The town had been looking for grant money for a similar study and the $9.2 million renovation and addition to the historic hall last year, but failed to get federal, provincial and county grants for the project.
Another $45,000 has been set aside for an information sign at Victoria Hall. Ellsworth says it was supposed to be completed in 2020 but has been put over to 2021. She says it needs to be completed in the coming year.
“It’s unfortunately rotting literally of the ground right now. We’ve done our own drawing of a new sign and we are looking at sponsorship for that. But if we do not obtain sponsorship, I feel that the signs going to rot before before too long, so we put $45,000 aside based on a couple of quotes for sign of the size we’re designing.”
Petrolia’s contribution to the St. Clair Conservation Authority is expected to go up to $51,500 in 2021, up by $3,619 or seven per cent.
There has also been new revenue into this years budget, according to Charlebois. The town will collect $138,557 more in taxes simply because the value of housing in the town (property assessment) has increased. The Ontario Municipal Partner Fund grant Petrolia receives is also up $27,600 this year.
Total operational spending is up $317,041 in 2021 when compared to the 2020 budget figures. Councillors did not have an accurate view of what actually was spent in 2020 since two-and-a-half months of spending has yet to occur.
Only place the town’s operational spending decreased for 2021 is in the cemetery by $4,144.
The town’s departments which have increased spending this year include the Planning and Development up $15,249 because of increased development.
General Administration up $21,295. The salary line decreased by about $37,000 as the town filled a maternity leave with a part-time employee. Most of the increase was for maintenance and repairs at Victoria Hall and a $35,000 increase for custodial services for to meet COVID-19 standards.

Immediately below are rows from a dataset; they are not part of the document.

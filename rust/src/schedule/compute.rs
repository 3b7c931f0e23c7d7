//! Schedule computation entry point.

use rustc_hash::FxHashMap;
use thiserror::Error;

use crate::interner::TaskId;
use crate::models::Task;
use crate::{log_changes, log_debug};

use super::cycle;
use super::graph::TaskGraph;
use super::passes;
use super::slack;
use super::types::{ScheduleConfig, ScheduleResult, TaskTiming};

/// Errors that can occur while computing a schedule.
#[derive(Error, Debug, Clone, PartialEq, Eq)]
pub enum ScheduleError {
    #[error("Task code must not be empty")]
    EmptyCode,
    #[error("Duplicate task code: {0}")]
    DuplicateCode(String),
    #[error("Task {0} must have a duration greater than zero")]
    InvalidDuration(String),
    #[error("Task {code} depends on unknown task {dependency}")]
    UnresolvedDependency { code: String, dependency: String },
    #[error("Circular dependency detected: {}", .cycle.join(" -> "))]
    CyclicDependency { cycle: Vec<String> },
    #[error("Negative slack {slack} computed for task {code}")]
    NegativeSlack { code: String, slack: i64 },
}

/// Compute the full CPM schedule for a task collection.
///
/// Stages run strictly in order: graph construction and validation, cycle
/// detection, topological sort, forward pass, backward pass, slack and
/// critical path extraction. Any failure returns before any derived field
/// is produced, so the caller sees either a complete result or an error,
/// never a partial one. The input is treated as an immutable snapshot and
/// is not modified.
pub fn compute_schedule(
    tasks: &[Task],
    config: &ScheduleConfig,
) -> Result<ScheduleResult, ScheduleError> {
    if tasks.is_empty() {
        return Ok(ScheduleResult::default());
    }

    let graph = TaskGraph::build(tasks)?;

    if let Some(cycle_ids) = cycle::find_cycle(&graph) {
        return Err(ScheduleError::CyclicDependency {
            cycle: graph.codes(&cycle_ids),
        });
    }

    let order = passes::topological_sort(&graph)?;
    log_debug!(
        config.verbosity,
        "Topological order: {:?}",
        graph.codes(&order)
    );

    let (earliest_start, earliest_finish) = passes::forward_pass(&graph, &order);
    let project_duration = earliest_finish.iter().copied().max().unwrap_or(0);

    let (latest_start, latest_finish) = passes::backward_pass(&graph, &order, &earliest_finish);

    let (total_slack, free_slack) =
        slack::compute_slack(&graph, &earliest_start, &earliest_finish, &latest_start)?;
    let max_slack = total_slack.iter().copied().max().unwrap_or(0);
    let critical_path = slack::critical_path(&graph, &earliest_start, &total_slack);

    log_changes!(
        config.verbosity,
        "Scheduled {} tasks: project duration {} days, {} critical",
        graph.len(),
        project_duration,
        critical_path.len()
    );

    let mut timings: FxHashMap<String, TaskTiming> =
        FxHashMap::with_capacity_and_hasher(graph.len(), Default::default());
    for id in 0..graph.len() as TaskId {
        let idx = id as usize;
        if let Some(code) = graph.index.resolve(id) {
            timings.insert(
                code.to_string(),
                TaskTiming {
                    earliest_start: earliest_start[idx],
                    earliest_finish: earliest_finish[idx],
                    latest_start: latest_start[idx],
                    latest_finish: latest_finish[idx],
                    total_slack: total_slack[idx],
                    free_slack: free_slack[idx],
                },
            );
        }
    }

    Ok(ScheduleResult {
        timings,
        project_duration,
        max_slack,
        critical_path,
    })
}
//! Topological ordering and the forward/backward date passes.

use std::collections::VecDeque;

use crate::interner::TaskId;

use super::compute::ScheduleError;
use super::graph::TaskGraph;

/// Perform topological sort of the graph using Kahn's algorithm.
///
/// The frontier starts with every zero-in-degree task in input order and is
/// consumed FIFO, so the emitted order is deterministic for a given input.
/// Emitting fewer tasks than the graph holds means a cycle survived to this
/// point; that is reported as `CyclicDependency` even though cycle detection
/// runs first.
pub fn topological_sort(graph: &TaskGraph) -> Result<Vec<TaskId>, ScheduleError> {
    let n = graph.len();
    let mut in_degree: Vec<usize> = (0..n).map(|idx| graph.deps[idx].len()).collect();

    let mut queue: VecDeque<TaskId> = (0..n as TaskId)
        .filter(|&id| in_degree[id as usize] == 0)
        .collect();

    let mut order: Vec<TaskId> = Vec::with_capacity(n);

    while let Some(id) = queue.pop_front() {
        order.push(id);

        for &dependent in &graph.dependents[id as usize] {
            let degree = &mut in_degree[dependent as usize];
            *degree -= 1;
            if *degree == 0 {
                queue.push_back(dependent);
            }
        }
    }

    if order.len() != n {
        let cycle = super::cycle::find_cycle(graph)
            .map(|ids| graph.codes(&ids))
            .unwrap_or_else(|| {
                // Fall back to the tasks Kahn could not emit
                let stuck: Vec<TaskId> = (0..n as TaskId)
                    .filter(|&id| in_degree[id as usize] > 0)
                    .collect();
                graph.codes(&stuck)
            });
        return Err(ScheduleError::CyclicDependency { cycle });
    }

    Ok(order)
}

/// Forward pass: earliest start and finish for every task.
///
/// Topological order guarantees every dependency's finish is known before
/// its dependents are visited. Returns (earliest_start, earliest_finish)
/// indexed by task id.
pub fn forward_pass(graph: &TaskGraph, order: &[TaskId]) -> (Vec<i64>, Vec<i64>) {
    let n = graph.len();
    let mut earliest_start = vec![0i64; n];
    let mut earliest_finish = vec![0i64; n];

    for &id in order {
        let idx = id as usize;

        // Start = max finish over direct dependencies, 0 for source tasks
        let mut start = 0i64;
        for &dep in &graph.deps[idx] {
            let dep_finish = earliest_finish[dep as usize];
            if dep_finish > start {
                start = dep_finish;
            }
        }

        earliest_start[idx] = start;
        earliest_finish[idx] = start + graph.durations[idx];
    }

    (earliest_start, earliest_finish)
}

/// Backward pass: latest start and finish for every task.
///
/// Processes tasks in reverse topological order so every dependent's
/// latest start is resolved first. Sink tasks keep their own earliest
/// finish as latest finish, not the global project end; a sink that
/// finishes early stays anchored to its own finish.
pub fn backward_pass(
    graph: &TaskGraph,
    order: &[TaskId],
    earliest_finish: &[i64],
) -> (Vec<i64>, Vec<i64>) {
    let n = graph.len();
    let mut latest_start = vec![0i64; n];
    let mut latest_finish = vec![0i64; n];

    for &id in order.iter().rev() {
        let idx = id as usize;

        let mut finish = i64::MAX;
        for &dependent in &graph.dependents[idx] {
            let required = latest_start[dependent as usize];
            if required < finish {
                finish = required;
            }
        }
        if finish == i64::MAX {
            // No dependents: anchor to this task's own earliest finish
            finish = earliest_finish[idx];
        }

        latest_finish[idx] = finish;
        latest_start[idx] = finish - graph.durations[idx];
    }

    (latest_start, latest_finish)
}

#[cfg(test)]
mod tests {
    use super::*;
    use crate::models::Task;

    fn make_task(code: &str, duration: i64, deps: &[&str]) -> Task {
        Task {
            code: code.to_string(),
            name: String::new(),
            duration,
            dependencies: deps.iter().map(|d| d.to_string()).collect(),
        }
    }

    fn build(tasks: &[Task]) -> TaskGraph {
        TaskGraph::build(tasks).unwrap()
    }

    #[test]
    fn test_topological_order_respects_dependencies() {
        let graph = build(&[
            make_task("A", 1, &[]),
            make_task("B", 1, &["A"]),
            make_task("C", 1, &["A"]),
            make_task("D", 1, &["B", "C"]),
        ]);
        let order = topological_sort(&graph).unwrap();
        assert_eq!(order.len(), 4);

        let position: Vec<usize> = {
            let mut pos = vec![0usize; 4];
            for (i, &id) in order.iter().enumerate() {
                pos[id as usize] = i;
            }
            pos
        };
        for (idx, deps) in graph.deps.iter().enumerate() {
            for &dep in deps {
                assert!(position[dep as usize] < position[idx]);
            }
        }
    }

    #[test]
    fn test_topological_order_is_fifo_over_input_order() {
        // Three independent tasks come out in input order
        let graph = build(&[
            make_task("C", 1, &[]),
            make_task("A", 1, &[]),
            make_task("B", 1, &[]),
        ]);
        let order = topological_sort(&graph).unwrap();
        assert_eq!(order, vec![0, 1, 2]);
    }

    #[test]
    fn test_kahn_detects_cycle_directly() {
        // Defense in depth: the sort itself reports a cycle even when the
        // dedicated detector is bypassed
        let graph = build(&[make_task("A", 1, &["B"]), make_task("B", 1, &["A"])]);
        let err = topological_sort(&graph).unwrap_err();
        match err {
            ScheduleError::CyclicDependency { cycle } => {
                assert!(!cycle.is_empty());
                assert!(cycle.contains(&"A".to_string()) || cycle.contains(&"B".to_string()));
            }
            other => panic!("expected CyclicDependency, got {other:?}"),
        }
    }

    #[test]
    fn test_forward_pass_chain() {
        let graph = build(&[
            make_task("A", 3, &[]),
            make_task("B", 2, &["A"]),
            make_task("C", 4, &["B"]),
        ]);
        let order = topological_sort(&graph).unwrap();
        let (earliest_start, earliest_finish) = forward_pass(&graph, &order);

        assert_eq!(earliest_start, vec![0, 3, 5]);
        assert_eq!(earliest_finish, vec![3, 5, 9]);
    }

    #[test]
    fn test_forward_pass_merge_takes_max() {
        let graph = build(&[
            make_task("A", 5, &[]),
            make_task("B", 3, &[]),
            make_task("D", 2, &["A", "B"]),
        ]);
        let order = topological_sort(&graph).unwrap();
        let (earliest_start, earliest_finish) = forward_pass(&graph, &order);

        assert_eq!(earliest_start[2], 5);
        assert_eq!(earliest_finish[2], 7);
    }

    #[test]
    fn test_backward_pass_merge() {
        let graph = build(&[
            make_task("A", 5, &[]),
            make_task("B", 3, &[]),
            make_task("D", 2, &["A", "B"]),
        ]);
        let order = topological_sort(&graph).unwrap();
        let (_, earliest_finish) = forward_pass(&graph, &order);
        let (latest_start, latest_finish) = backward_pass(&graph, &order, &earliest_finish);

        // D is the single sink: anchored to its own finish
        assert_eq!(latest_finish[2], 7);
        assert_eq!(latest_start[2], 5);
        // A is tight, B has room
        assert_eq!(latest_start[0], 0);
        assert_eq!(latest_start[1], 2);
    }

    #[test]
    fn test_backward_pass_sink_keeps_own_finish() {
        // B ends the critical chain at 8; C is an independent sink ending at 2
        let graph = build(&[
            make_task("A", 5, &[]),
            make_task("B", 3, &["A"]),
            make_task("C", 2, &[]),
        ]);
        let order = topological_sort(&graph).unwrap();
        let (_, earliest_finish) = forward_pass(&graph, &order);
        let (latest_start, latest_finish) = backward_pass(&graph, &order, &earliest_finish);

        assert_eq!(latest_finish[2], 2); // not 8
        assert_eq!(latest_start[2], 0);
    }
}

Facilities Maintenance is up $13,459, Protective Services (policing) up $44,951, Fire increases $13,595, Public Works is up $18,315, the Community Centre increases $61,531, Arena is up $87,916, Parks and Recreation is up $18,188, Community Events up $11,650, and Marketing up $3,198 to $145,310. That does not include the $25,000 set aside in the capital budget to promote Petrolia’s downtown businesses.
The budget also shows the town has $6.6 million in reserves. By the end of 2020, the town will have $8.46 million in debt.
Council will hold a public open house on the budget Nov. 9 at 6 pm virtually. The access information will be on the town’s civic website.
Town council is likely to formally approve the 2021 budget Dec. 14.